- ABC News reported that "Morgan's father has schizophrenia" and was "hospitalized at least four times as a teenager to treat his own schizophrenia. "When they told us what had happened and that she had done it because she believes Slender Man is real ... that's where my mind went, is that she must be sick," Angie Geyser, Morgan's mother, said, according to ABC.
- There is a Facebook page called Support Morgan Geyser. The page reads, "Despite popular belief, we don't support the fact that she tried to murder someone. In fact we think thats the most heinous thing, however, we support the fact that she must not have been well mentally so she needs help. We don't support Morgan's alleged crime. We support her getting well and being given a second chance.".
- It was revealed in court that Geyser has schizophrenia.
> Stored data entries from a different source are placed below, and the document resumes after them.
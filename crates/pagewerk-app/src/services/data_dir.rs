// SPDX-License-Identifier: PMPL-1.0-or-later
// Copyright (c) 2026 Jonathan D.A. Jewell (hyperpolymath) <jonathan.jewell@open.ac.uk>
//
// Data directory resolution.

use std::path::{Path, PathBuf};

use pagewerk_core::AppConfig;

/// Return the application data directory, creating it if needed.
pub fn data_dir() -> PathBuf {
    let dir = base_dir().join("pagewerk");
    std::fs::create_dir_all(&dir).ok();
    dir
}

/// Return a subdirectory inside `data_dir` (e.g. "documents").
pub fn data_subdir(data_dir: &Path, name: &str) -> PathBuf {
    let dir = data_dir.join(name);
    std::fs::create_dir_all(&dir).ok();
    dir
}

/// Where encoded documents go when no output path is given.
pub fn output_dir(data_dir: &Path, config: &AppConfig) -> PathBuf {
    match &config.output_dir {
        Some(dir) => dir.clone(),
        None => data_subdir(data_dir, "documents"),
    }
}

fn base_dir() -> PathBuf {
    // Try XDG data dir, then fallback to home
    if let Some(xdg) = std::env::var_os("XDG_DATA_HOME").filter(|v| !v.is_empty()) {
        return PathBuf::from(xdg);
    }
    if let Some(home) = std::env::var_os("HOME").filter(|v| !v.is_empty()) {
        return PathBuf::from(home).join(".local").join("share");
    }
    // Last resort
    std::env::temp_dir()
}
According to USA Today, an expert told the court during her 2018 sentencing that "after her psychotropic medications were adjusted... Geyser has not shown any symptoms of psychosis and is open about treatment, never resists taking her medication and has never been violent or aggressive.".
- Morgan was "suffering from an undiagnosed and untreated mental illness. She had no prior experience with the criminal justice system and seven needed tutoring three weeks after the interrogation to understand how various legal concepts applied to her situation.".
- Daughter of Angie Geyser.
- Morgan is serving a term of 40 years.
- Morgan Geyser was born on May 16, 2002. That means the Slender Man suspect from Waukesha, Wisconsin, was only 12 years old when she was accused in the stabbing of a middle school classmate in the woods. Today, in October 2019, that makes Geyser 17 years old.
- According to Courthouse News and Wisconsin appellate court records, Geyser's attorneys filed a 46-page brief on her behalf with Wisconsin state appellate courts in 2019. "The juvenile court, not the adult court, had exclusive jurisdiction over her crime, and the circuit court should have discharged her adult-court case following her preliminary hearing.,".
- In 2009, the Juvenile Law Center, Center for Juvenile Law & Policy and Center on Wrongful Convictions of Youth filed a brief with Wisconsin appellate courts arguing on Geyser's behalf.
- However, a psychologist for the state told the judge she wouldn't support conditional release for Geyser because she had recently heard "the voice of Maggie, a hallucinatory voice she had been hearing for years.".